Assessing a generic synapomorphy of Pseudodebis Forster, 1964 (Lepidoptera : Nymphalidae : Satyrinae) and a recent speciation with a shift in elevation between two new species in the western Andes
Shinichi Nakahara
A B C F , Pável Matos-Maraví D , Johanna Schwartz E and Keith R. Willmott A
+ Author Affiliations
- Author Affiliations
A McGuire Center for Lepidoptera and Biodiversity, Florida Museum of Natural History, University of Florida, Gainesville, FL 32611, USA.
B Department of Entomology, University of Florida, Gainesville, FL 32611, USA.
C Departamento de Entomología, Museo de Historia Natural, Universidad Nacional Mayor de San Marcos, Lima, Peru.
D Biology Centre of the Czech Academy of Sciences, Institute of Entomology, CZ-370 05 České Budějovice, Czech Republic.
E Department of Entomology, The Ohio State University, Columbus, OH 43210, USA.

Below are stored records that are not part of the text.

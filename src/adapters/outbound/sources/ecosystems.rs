use crate::adapters::outbound::network::ResilientClient;
use crate::enrichment::domain::{
    ExternalReference, ExternalReferenceKind, Identifier, IdentifierKind, PackageUrl, Property,
    SbomComponent, Supplier,
};
use crate::enrichment::services::LookupCache;
use crate::ports::outbound::{Enricher, SourceAdapter};
use crate::shared::error::FetchError;
use async_trait::async_trait;
use chrono::{DateTime, SecondsFormat, Utc};
use serde::Deserialize;
use std::sync::Arc;
use tracing::debug;

pub const DEFAULT_BASE_URL: &str = "https://packages.ecosyste.ms/api/v1";

/// Package record from the ecosyste.ms packages API
#[derive(Debug, Clone, Default, Deserialize)]
pub struct EcosystemsPackage {
    pub name: Option<String>,
    pub description: Option<String>,
    pub homepage: Option<String>,
    pub registry_url: Option<String>,
    pub repository_url: Option<String>,
    pub documentation_url: Option<String>,
    #[serde(default)]
    pub normalized_licenses: Vec<String>,
    pub first_release_published_at: Option<DateTime<Utc>>,
    pub latest_release_published_at: Option<DateTime<Utc>>,
    pub repo_metadata: Option<RepoMetadata>,
    /// The requested release, when the purl names a version and the
    /// registry knows it
    #[serde(skip)]
    pub version: Option<EcosystemsVersion>,
}

/// Release record from the package versions endpoint
#[derive(Debug, Clone, Default, Deserialize)]
pub struct EcosystemsVersion {
    pub number: Option<String>,
    /// Comma separated license identifiers as published for this release
    pub licenses: Option<String>,
    pub published_at: Option<DateTime<Utc>>,
}

impl EcosystemsVersion {
    fn licenses(&self) -> Vec<&str> {
        self.licenses
            .as_deref()
            .unwrap_or_default()
            .split(',')
            .map(str::trim)
            .filter(|l| !l.is_empty())
            .collect()
    }
}

#[derive(Debug, Clone, Default, Deserialize)]
pub struct RepoMetadata {
    pub archived: Option<bool>,
    #[serde(default)]
    pub topics: Vec<String>,
    pub owner_record: Option<OwnerRecord>,
}

#[derive(Debug, Clone, Default, Deserialize)]
pub struct OwnerRecord {
    pub name: Option<String>,
    pub location: Option<String>,
    pub website: Option<String>,
}

impl EcosystemsPackage {
    fn owner(&self) -> Option<&OwnerRecord> {
        self.repo_metadata.as_ref()?.owner_record.as_ref()
    }
}

/// Enrichers applied for this source, in order
pub const ENRICHERS: &[Enricher<EcosystemsPackage>] = &[
    enrich_description,
    enrich_license,
    enrich_homepage,
    enrich_registry_url,
    enrich_repository_url,
    enrich_documentation_url,
    enrich_first_release_published_at,
    enrich_latest_release_published_at,
    enrich_repository_archived,
    enrich_owner_location,
    enrich_topics,
    enrich_author,
    enrich_supplier,
];

/// Package metadata from packages.ecosyste.ms, keyed on package URL
///
/// Each lookup reads the package record and then the release the purl
/// names. Package records are shared by every version of a package, so
/// they are cached here under the package endpoint; the combined record
/// is cached per purl by the orchestrator.
pub struct EcosystemsAdapter {
    client: Arc<ResilientClient>,
    base_url: String,
    packages: LookupCache<EcosystemsPackage, String>,
}

impl EcosystemsAdapter {
    pub fn new(client: Arc<ResilientClient>, base_url: impl Into<String>) -> Self {
        Self {
            client,
            base_url: base_url.into().trim_end_matches('/').to_string(),
            packages: LookupCache::new(),
        }
    }

    async fn package(&self, url: &str) -> Result<Arc<EcosystemsPackage>, FetchError> {
        if let Some(cached) = self.packages.get(&url.to_string()) {
            return Ok(cached);
        }
        let package: Arc<EcosystemsPackage> = Arc::new(self.client.get_json(url).await?);
        self.packages.set(url.to_string(), Arc::clone(&package));
        Ok(package)
    }

    /// Release data is optional: a failed or missing version lookup keeps
    /// the package record usable.
    async fn version(&self, package_url: &str, purl: &PackageUrl) -> Option<EcosystemsVersion> {
        let version = purl.version()?;
        let url = format!("{}/versions/{}", package_url, urlencoding::encode(version));
        match self.client.get_json(&url).await {
            Ok(version) => Some(version),
            Err(error) => {
                debug!(purl = %purl, %error, "no release record");
                None
            }
        }
    }

    fn package_url(&self, purl: &PackageUrl) -> Option<String> {
        let registry = registry_for(purl.ty())?;
        Some(format!(
            "{}/registries/{}/packages/{}",
            self.base_url,
            registry,
            urlencoding::encode(&package_name(purl))
        ))
    }
}

#[async_trait]
impl SourceAdapter for EcosystemsAdapter {
    type Response = EcosystemsPackage;

    fn name(&self) -> &'static str {
        "ecosystems"
    }

    fn identifier_kind(&self) -> IdentifierKind {
        IdentifierKind::Package
    }

    async fn fetch_by_identifier(
        &self,
        identifier: &Identifier,
    ) -> Result<EcosystemsPackage, FetchError> {
        let not_found = || FetchError::NotFound {
            target: identifier.to_string(),
        };
        let purl = identifier.as_package().ok_or_else(not_found)?;
        // Types with no ecosyste.ms registry are treated as having no record.
        let url = self.package_url(purl).ok_or_else(not_found)?;
        let package = self.package(&url).await?;
        let mut record = EcosystemsPackage::clone(&package);
        record.version = self.version(&url, purl).await;
        Ok(record)
    }
}

/// ecosyste.ms registry name for a purl type.
pub fn registry_for(ty: &str) -> Option<&'static str> {
    let registry = match ty {
        "apk" => "alpine-edge",
        "cargo" => "crates.io",
        "cocoapods" => "cocoapod.org",
        "composer" => "packagist.org",
        "docker" => "hub.docker.com",
        "gem" => "rubygems.org",
        "golang" => "proxy.golang.org",
        "hex" => "hex.pm",
        "maven" => "repo1.maven.org",
        "npm" => "npmjs.org",
        "nuget" => "nuget.org",
        "pypi" => "pypi.org",
        "swift" => "swiftpackageindex.com",
        _ => return None,
    };
    Some(registry)
}

/// Package name as ecosyste.ms spells it: `namespace/name` for most
/// registries, `group:artifact` for Maven, bare name for Alpine.
pub fn package_name(purl: &PackageUrl) -> String {
    match (purl.ty(), purl.namespace()) {
        (_, None) | ("apk", _) => purl.name().to_string(),
        ("maven", Some(namespace)) => format!("{}:{}", namespace, purl.name()),
        (_, Some(namespace)) => format!("{}/{}", namespace, purl.name()),
    }
}

fn add_reference(component: &mut dyn SbomComponent, url: Option<&str>, kind: ExternalReferenceKind) {
    if let Some(url) = url {
        if reqwest::Url::parse(url).is_ok() {
            component.add_external_reference(ExternalReference::new(kind, url));
        }
    }
}

fn add_timestamp(component: &mut dyn SbomComponent, name: &str, at: Option<&DateTime<Utc>>) {
    if let Some(at) = at {
        component.add_property(Property::new(
            name,
            at.to_rfc3339_opts(SecondsFormat::Secs, true),
        ));
    }
}

fn enrich_description(component: &mut dyn SbomComponent, package: &EcosystemsPackage) {
    if let Some(description) = &package.description {
        component.set_description(description);
    }
}

/// Prefers the licenses published for the release over the package-wide
/// normalized licenses.
fn enrich_license(component: &mut dyn SbomComponent, package: &EcosystemsPackage) {
    let release = package
        .version
        .as_ref()
        .map(EcosystemsVersion::licenses)
        .unwrap_or_default();
    let licenses: Vec<&str> = if release.is_empty() {
        package.normalized_licenses.iter().map(String::as_str).collect()
    } else {
        release
    };
    match licenses.as_slice() {
        [] => {}
        [single] => component.set_license(single),
        many => component.set_license(&format!("({})", many.join(" OR "))),
    }
}

fn enrich_homepage(component: &mut dyn SbomComponent, package: &EcosystemsPackage) {
    add_reference(component, package.homepage.as_deref(), ExternalReferenceKind::Website);
}

fn enrich_registry_url(component: &mut dyn SbomComponent, package: &EcosystemsPackage) {
    add_reference(
        component,
        package.registry_url.as_deref(),
        ExternalReferenceKind::Distribution,
    );
}

fn enrich_repository_url(component: &mut dyn SbomComponent, package: &EcosystemsPackage) {
    add_reference(component, package.repository_url.as_deref(), ExternalReferenceKind::Vcs);
}

fn enrich_documentation_url(component: &mut dyn SbomComponent, package: &EcosystemsPackage) {
    add_reference(
        component,
        package.documentation_url.as_deref(),
        ExternalReferenceKind::Documentation,
    );
}

fn enrich_first_release_published_at(component: &mut dyn SbomComponent, package: &EcosystemsPackage) {
    add_timestamp(
        component,
        "ecosystems:first_release_published_at",
        package.first_release_published_at.as_ref(),
    );
}

fn enrich_latest_release_published_at(component: &mut dyn SbomComponent, package: &EcosystemsPackage) {
    add_timestamp(
        component,
        "ecosystems:latest_release_published_at",
        package.latest_release_published_at.as_ref(),
    );
}

fn enrich_repository_archived(component: &mut dyn SbomComponent, package: &EcosystemsPackage) {
    let archived = package
        .repo_metadata
        .as_ref()
        .and_then(|meta| meta.archived)
        .unwrap_or(false);
    if archived {
        component.add_property(Property::new("ecosystems:repository_archived", "true"));
    }
}

fn enrich_owner_location(component: &mut dyn SbomComponent, package: &EcosystemsPackage) {
    if let Some(location) = package.owner().and_then(|o| o.location.as_deref()) {
        component.add_property(Property::new("ecosystems:owner_location", location));
    }
}

fn enrich_topics(component: &mut dyn SbomComponent, package: &EcosystemsPackage) {
    if let Some(meta) = &package.repo_metadata {
        for topic in &meta.topics {
            component.add_property(Property::new("ecosystems:topic", topic.as_str()));
        }
    }
}

fn enrich_author(component: &mut dyn SbomComponent, package: &EcosystemsPackage) {
    if let Some(name) = package.owner().and_then(|o| o.name.as_deref()) {
        component.set_author(name);
    }
}

fn enrich_supplier(component: &mut dyn SbomComponent, package: &EcosystemsPackage) {
    let Some(owner) = package.owner() else {
        return;
    };
    let Some(name) = &owner.name else {
        return;
    };
    let urls = owner
        .website
        .as_deref()
        .map(|w| w.split(", ").map(|u| u.trim().to_string()).collect())
        .unwrap_or_default();
    component.set_supplier(Supplier {
        name: Some(name.clone()),
        urls,
    });
}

F Corresponding author. Email: snakahara@ufl.edu
Invertebrate Systematics 35(2) 158-180 https://doi.org/10.1071/IS20024
Submitted: 7 April 2020 Accepted: 19 August 2020 Published: 8 February 2021
Abstract
The field of systematics and our understanding of phylogenetic relationships have been invigorated by the use of molecular data, but analyses based on DNA sequence data are not always corroborated by diagnostic morphological characters. In particular, several taxonomic changes in butterflies (Papilionoidea) have been made solely on the basis of molecular data without identifying morphological synapomorphies that might have aided in diagnosing taxa from butterfly collections or specimens with no accessible DNA. We here focus on the butterfly genus Pseudodebis Forster, 1964 in the so-called ‘Taygetis clade’, which is one of the major clades in the diverse Neotropical nymphalid subtribe Euptychiina. We inferred the evolution of a male genitalic character using the most comprehensive molecular phylogeny for the ‘Taygetis clade’ to date. This approach allowed us to identify a synapomorphy for Pseudodebis Forster, 1964, which can be used to morphologically diagnose this genus and to distinguish it from other genera in the ‘Taygetis clade’. In addition, we describe two new species of Pseudodebis, P. nakamurai Nakahara & Willmott, sp. nov. and P. pieti Nakahara & Willmott, sp. nov., recovered as sister species based on molecular data, with an estimated time of divergence of 0.3 Ma (Bayesian confidence interval 0.03–1.61 Ma). Despite the low genetic divergence between these two Pseudodebis species, they can be readily distinguished by wing morphology. Pseudodebis nakamurai, sp. nov. and P. pieti, sp. nov. occur in partial sympatry across an elevational gradient along the western Andes, and the inferred recent speciation event might be related to a shift in elevation and possibly a change in larval hostplant preference.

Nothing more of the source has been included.